WORK TASK: Your task is to find every line of the data that holds the string "DocumentStatus" and copy it.

++++ SUPPLIED RECORDS

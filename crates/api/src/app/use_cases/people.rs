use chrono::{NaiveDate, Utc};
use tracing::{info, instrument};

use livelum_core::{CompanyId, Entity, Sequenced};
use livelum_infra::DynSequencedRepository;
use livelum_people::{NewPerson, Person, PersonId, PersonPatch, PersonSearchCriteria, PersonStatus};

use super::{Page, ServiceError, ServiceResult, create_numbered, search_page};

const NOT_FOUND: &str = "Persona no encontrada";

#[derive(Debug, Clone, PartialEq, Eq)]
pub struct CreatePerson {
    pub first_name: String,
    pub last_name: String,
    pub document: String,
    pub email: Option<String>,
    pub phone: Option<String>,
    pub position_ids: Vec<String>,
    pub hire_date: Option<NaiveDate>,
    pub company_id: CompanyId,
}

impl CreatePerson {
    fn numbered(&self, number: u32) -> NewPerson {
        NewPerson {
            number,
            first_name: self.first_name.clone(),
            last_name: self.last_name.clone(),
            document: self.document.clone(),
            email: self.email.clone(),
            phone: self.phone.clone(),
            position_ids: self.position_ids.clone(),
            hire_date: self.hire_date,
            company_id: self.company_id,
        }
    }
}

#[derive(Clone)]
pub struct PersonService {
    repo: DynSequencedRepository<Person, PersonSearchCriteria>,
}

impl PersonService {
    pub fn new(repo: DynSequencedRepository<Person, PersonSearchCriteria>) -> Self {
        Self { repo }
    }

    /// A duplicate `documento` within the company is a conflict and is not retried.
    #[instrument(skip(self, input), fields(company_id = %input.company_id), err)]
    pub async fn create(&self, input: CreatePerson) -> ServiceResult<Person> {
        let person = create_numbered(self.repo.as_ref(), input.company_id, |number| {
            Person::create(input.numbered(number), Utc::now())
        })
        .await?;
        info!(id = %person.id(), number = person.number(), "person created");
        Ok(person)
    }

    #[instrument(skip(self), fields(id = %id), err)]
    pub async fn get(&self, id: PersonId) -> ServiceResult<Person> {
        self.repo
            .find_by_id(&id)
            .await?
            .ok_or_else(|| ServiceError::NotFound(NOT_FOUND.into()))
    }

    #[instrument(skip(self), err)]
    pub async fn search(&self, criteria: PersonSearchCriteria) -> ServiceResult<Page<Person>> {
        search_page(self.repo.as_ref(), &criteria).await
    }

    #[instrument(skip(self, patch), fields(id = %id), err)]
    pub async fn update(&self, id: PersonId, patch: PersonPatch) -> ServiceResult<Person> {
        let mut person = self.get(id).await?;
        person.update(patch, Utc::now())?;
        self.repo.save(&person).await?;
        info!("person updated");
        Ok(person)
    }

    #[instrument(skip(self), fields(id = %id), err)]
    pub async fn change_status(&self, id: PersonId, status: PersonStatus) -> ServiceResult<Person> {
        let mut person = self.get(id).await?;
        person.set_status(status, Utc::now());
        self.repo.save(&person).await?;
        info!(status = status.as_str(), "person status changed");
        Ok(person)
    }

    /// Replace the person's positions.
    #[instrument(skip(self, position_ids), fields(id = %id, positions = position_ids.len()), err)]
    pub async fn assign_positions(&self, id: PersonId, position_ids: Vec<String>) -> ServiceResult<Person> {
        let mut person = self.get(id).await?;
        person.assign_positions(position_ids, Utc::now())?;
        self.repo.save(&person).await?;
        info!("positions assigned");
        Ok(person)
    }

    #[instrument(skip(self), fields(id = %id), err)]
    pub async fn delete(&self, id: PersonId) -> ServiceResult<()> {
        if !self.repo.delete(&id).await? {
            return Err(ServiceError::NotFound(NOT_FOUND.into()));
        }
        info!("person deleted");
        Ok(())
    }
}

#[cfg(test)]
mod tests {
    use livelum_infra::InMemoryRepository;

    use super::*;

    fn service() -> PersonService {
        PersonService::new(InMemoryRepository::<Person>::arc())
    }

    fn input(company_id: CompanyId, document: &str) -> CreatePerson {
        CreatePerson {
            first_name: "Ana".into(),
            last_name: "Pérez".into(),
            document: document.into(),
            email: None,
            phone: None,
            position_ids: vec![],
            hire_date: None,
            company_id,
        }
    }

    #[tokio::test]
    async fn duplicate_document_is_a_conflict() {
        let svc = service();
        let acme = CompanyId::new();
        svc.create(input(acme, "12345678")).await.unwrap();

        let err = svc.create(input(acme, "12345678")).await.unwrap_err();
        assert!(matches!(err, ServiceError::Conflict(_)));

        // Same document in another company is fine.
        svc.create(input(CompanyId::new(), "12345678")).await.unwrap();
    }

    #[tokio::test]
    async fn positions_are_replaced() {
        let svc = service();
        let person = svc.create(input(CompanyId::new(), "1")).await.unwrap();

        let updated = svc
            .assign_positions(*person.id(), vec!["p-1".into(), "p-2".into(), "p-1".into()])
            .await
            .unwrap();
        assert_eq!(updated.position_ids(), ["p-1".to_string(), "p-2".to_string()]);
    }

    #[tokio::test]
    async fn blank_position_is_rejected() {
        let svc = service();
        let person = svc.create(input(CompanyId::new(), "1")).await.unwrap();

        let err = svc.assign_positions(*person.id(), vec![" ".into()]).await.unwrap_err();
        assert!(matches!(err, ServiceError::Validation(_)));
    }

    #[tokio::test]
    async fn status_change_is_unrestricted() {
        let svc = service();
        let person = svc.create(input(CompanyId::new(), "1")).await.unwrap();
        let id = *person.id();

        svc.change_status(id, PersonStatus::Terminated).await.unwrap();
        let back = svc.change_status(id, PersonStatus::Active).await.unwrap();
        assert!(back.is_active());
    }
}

++++++++
++++ SUPPLIED RECORDS

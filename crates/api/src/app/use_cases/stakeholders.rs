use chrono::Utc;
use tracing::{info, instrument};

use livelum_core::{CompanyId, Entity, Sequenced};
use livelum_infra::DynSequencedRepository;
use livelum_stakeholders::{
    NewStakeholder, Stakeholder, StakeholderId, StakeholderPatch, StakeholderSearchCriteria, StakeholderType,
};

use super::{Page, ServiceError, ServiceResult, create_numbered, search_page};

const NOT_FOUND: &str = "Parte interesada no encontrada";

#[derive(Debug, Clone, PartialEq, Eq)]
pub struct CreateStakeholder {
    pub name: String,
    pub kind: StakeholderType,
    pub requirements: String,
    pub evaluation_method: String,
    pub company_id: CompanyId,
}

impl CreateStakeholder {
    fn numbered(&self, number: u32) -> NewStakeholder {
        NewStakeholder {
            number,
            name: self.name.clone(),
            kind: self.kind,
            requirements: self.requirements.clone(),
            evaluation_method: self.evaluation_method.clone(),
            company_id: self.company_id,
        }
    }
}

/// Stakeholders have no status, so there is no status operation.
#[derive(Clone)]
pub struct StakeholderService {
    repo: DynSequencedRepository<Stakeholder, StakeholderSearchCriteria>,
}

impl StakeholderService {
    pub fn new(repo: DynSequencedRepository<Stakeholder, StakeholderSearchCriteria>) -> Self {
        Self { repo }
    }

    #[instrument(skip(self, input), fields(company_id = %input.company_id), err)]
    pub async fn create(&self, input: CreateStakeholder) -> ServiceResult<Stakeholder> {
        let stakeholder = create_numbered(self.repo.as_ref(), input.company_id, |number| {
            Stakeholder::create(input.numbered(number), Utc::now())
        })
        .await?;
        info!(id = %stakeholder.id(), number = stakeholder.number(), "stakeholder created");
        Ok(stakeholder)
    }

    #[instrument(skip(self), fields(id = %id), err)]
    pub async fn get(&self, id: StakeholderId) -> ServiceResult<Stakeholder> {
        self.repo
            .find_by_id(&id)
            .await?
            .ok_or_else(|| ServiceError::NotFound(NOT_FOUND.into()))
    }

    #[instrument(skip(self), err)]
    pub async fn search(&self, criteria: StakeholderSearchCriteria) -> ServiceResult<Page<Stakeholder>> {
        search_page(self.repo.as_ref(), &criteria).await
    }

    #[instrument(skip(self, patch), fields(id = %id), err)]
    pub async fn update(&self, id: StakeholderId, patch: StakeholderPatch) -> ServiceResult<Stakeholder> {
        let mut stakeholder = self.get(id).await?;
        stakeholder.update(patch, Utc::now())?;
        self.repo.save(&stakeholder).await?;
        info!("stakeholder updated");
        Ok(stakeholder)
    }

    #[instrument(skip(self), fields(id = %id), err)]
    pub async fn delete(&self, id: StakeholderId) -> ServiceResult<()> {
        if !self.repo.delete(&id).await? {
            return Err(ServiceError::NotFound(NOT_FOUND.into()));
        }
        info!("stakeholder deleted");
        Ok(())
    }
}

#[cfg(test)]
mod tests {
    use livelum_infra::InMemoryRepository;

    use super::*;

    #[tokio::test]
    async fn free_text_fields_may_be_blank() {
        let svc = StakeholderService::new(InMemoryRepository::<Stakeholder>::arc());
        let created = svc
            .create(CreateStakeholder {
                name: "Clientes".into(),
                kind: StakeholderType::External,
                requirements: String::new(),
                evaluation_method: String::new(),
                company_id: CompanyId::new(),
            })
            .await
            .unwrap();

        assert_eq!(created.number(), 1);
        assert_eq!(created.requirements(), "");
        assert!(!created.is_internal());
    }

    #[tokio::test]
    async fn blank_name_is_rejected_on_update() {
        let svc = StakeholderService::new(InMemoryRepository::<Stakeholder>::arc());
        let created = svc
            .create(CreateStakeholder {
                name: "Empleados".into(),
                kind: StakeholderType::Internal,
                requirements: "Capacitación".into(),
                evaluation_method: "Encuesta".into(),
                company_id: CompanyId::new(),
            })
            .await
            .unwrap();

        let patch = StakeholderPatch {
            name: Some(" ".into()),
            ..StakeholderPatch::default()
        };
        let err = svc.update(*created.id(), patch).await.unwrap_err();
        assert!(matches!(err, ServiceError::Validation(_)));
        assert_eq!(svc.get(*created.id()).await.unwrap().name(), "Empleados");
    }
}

++++++++
++++ SUPPLIED RECORDS

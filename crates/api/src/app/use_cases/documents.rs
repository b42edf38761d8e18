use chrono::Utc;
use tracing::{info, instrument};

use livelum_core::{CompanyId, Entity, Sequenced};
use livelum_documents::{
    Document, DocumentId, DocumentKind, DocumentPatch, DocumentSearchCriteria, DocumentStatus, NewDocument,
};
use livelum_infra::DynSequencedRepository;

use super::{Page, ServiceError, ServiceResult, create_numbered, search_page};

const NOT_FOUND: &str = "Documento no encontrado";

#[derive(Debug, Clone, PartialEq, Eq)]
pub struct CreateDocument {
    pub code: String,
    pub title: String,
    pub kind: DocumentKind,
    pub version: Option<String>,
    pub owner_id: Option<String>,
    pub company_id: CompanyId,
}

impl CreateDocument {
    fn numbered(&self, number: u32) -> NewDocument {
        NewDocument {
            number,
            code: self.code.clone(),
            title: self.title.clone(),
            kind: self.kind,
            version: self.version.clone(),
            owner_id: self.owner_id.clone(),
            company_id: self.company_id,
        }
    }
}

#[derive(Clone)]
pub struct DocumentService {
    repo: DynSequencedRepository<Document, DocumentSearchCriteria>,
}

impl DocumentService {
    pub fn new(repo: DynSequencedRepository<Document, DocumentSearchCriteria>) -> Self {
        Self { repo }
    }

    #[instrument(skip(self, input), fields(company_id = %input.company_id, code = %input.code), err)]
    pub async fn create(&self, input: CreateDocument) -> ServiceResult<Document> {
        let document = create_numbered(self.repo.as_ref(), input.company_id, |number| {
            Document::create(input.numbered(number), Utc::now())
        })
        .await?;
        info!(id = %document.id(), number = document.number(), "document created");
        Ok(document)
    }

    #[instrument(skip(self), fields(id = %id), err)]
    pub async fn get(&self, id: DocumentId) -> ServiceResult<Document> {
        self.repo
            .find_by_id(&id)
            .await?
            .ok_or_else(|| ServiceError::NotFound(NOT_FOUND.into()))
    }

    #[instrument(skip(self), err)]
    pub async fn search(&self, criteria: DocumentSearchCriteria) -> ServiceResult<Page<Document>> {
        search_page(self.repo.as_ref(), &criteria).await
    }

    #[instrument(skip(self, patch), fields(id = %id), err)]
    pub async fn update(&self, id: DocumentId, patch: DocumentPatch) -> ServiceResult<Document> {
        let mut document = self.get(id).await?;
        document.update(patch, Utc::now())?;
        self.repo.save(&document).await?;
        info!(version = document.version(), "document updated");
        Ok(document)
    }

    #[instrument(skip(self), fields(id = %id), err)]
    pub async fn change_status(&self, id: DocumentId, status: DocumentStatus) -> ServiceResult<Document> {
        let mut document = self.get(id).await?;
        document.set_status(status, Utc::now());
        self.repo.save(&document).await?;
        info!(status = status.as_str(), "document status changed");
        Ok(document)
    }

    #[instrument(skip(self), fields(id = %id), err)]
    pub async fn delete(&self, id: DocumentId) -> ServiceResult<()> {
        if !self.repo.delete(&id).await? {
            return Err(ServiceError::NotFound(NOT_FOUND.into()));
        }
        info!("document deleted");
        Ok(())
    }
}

++++++++

RESULT FOR THIS TASK:
    Document, DocumentId, DocumentKind, DocumentPatch, DocumentSearchCriteria, DocumentStatus, NewDocument,
    pub async fn change_status(&self, id: DocumentId, status: DocumentStatus) -> ServiceResult<Document> {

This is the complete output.